When considering the investment prospects of the two halves of the world the aforementioned title may be more pertinent.
We have commented, ad nauseam, about the dangers facing the West, led by the fall out within the US by a multi year credit expansion of bubble proportions, which has led to massive over-capacity in many goods and services, particularly those with a technology label. Contrary to the now maligned 'New Paradigm' where the economic cycle has been tamed, the financial bubble pushed American households to extreme and unsustainable consumption creating precarious global imbalances, leaving both the US economy and financial system extremely vulnerable. Surprisingly, US consumption has continued, even in the face of increasing job lay-offs coincident with the now daily profit warnings by both new and old economy corporations.

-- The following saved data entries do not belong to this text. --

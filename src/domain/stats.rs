//! Rolling statistics over the sliding window.

use serde::{Deserialize, Serialize};

use crate::domain::value_objects::channel::Channel;
use crate::domain::window::SlidingWindow;

/// Mean, minimum and maximum of one channel over the window
#[derive(Debug, Clone, Copy, PartialEq, Serialize, Deserialize)]
pub struct ChannelStats {
    pub mean: f64,
    pub min: f64,
    pub max: f64,
}

/// Statistics for every channel. `None` means the window held no data.
#[derive(Debug, Clone, Copy, Default, PartialEq, Serialize, Deserialize)]
pub struct WindowStats {
    pub temperature: Option<ChannelStats>,
    pub humidity: Option<ChannelStats>,
    pub luminosity: Option<ChannelStats>,
}

impl WindowStats {
    #[must_use]
    pub fn compute(window: &SlidingWindow) -> Self {
        Self {
            temperature: compute(window, Channel::Temperature),
            humidity: compute(window, Channel::Humidity),
            luminosity: compute(window, Channel::Luminosity),
        }
    }

    #[must_use]
    pub const fn get(&self, channel: Channel) -> Option<ChannelStats> {
        match channel {
            Channel::Temperature => self.temperature,
            Channel::Humidity => self.humidity,
            Channel::Luminosity => self.luminosity,
        }
    }
}

/// Computes mean/min/max of `channel` over the window.
///
/// Returns `None` for an empty window.
#[must_use]
pub fn compute(window: &SlidingWindow, channel: Channel) -> Option<ChannelStats> {
    summarize(window.iter().map(|r| channel.value(r)))
}

#[allow(clippy::cast_precision_loss)]
fn summarize(values: impl Iterator<Item = f64>) -> Option<ChannelStats> {
    let mut count = 0usize;
    let mut sum = 0.0;
    let mut min = f64::INFINITY;
    let mut max = f64::NEG_INFINITY;

    for value in values {
        count += 1;
        sum += value;
        min = min.min(value);
        max = max.max(value);
    }

    (count > 0).then(|| ChannelStats {
        mean: sum / count as f64,
        min,
        max,
    })
}
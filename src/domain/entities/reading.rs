use chrono::{DateTime, Utc};
use serde::{Deserialize, Serialize};

/// One environmental measurement as delivered by a reading source
#[derive(Debug, Clone, PartialEq, Serialize, Deserialize)]
pub struct Reading {
    pub timestamp: DateTime<Utc>,
    /// Degrees Celsius
    pub temperature: f64,
    /// Relative humidity, percent
    pub humidity: f64,
    /// Illuminance, lux
    pub luminosity: f64,
}

impl Reading {
    #[must_use]
    pub const fn new(
        timestamp: DateTime<Utc>,
        temperature: f64,
        humidity: f64,
        luminosity: f64,
    ) -> Self {
        Self {
            timestamp,
            temperature,
            humidity,
            luminosity,
        }
    }
}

Most financial guru's are still trotting out the same mantra, in that the US economy will recover in the second half of this year as the lagged effects of 6 in number interest rate cuts kick in. Whilst we doubt it, we hope that they are correct, as the prospects of a continued downturn are awful. Either way, we see little justification for chancing the Western equity market, particularly the US. As at the end of May 2001, the biggest and best 500 companies in the United States, known as the S&P 500, had a market capitalisation weighted P/E ratio of 39. This figure surpasses most prior bull market peaks, not bear market troughs or anywhere near the long run mean average of 14X for the S&P.
The tech laden Nasdaq 100 index looks even worse. Even after a 60%+ fall since the March 2000 peak, it trades on a P/E of 70X earnings, hardly cheap. The ripples from the US slowdown have now hit Euro Land, where again new and old economy stocks are hurting. Whilst the ratings accorded to Euro Land look more attractive than the US, cheap they are not.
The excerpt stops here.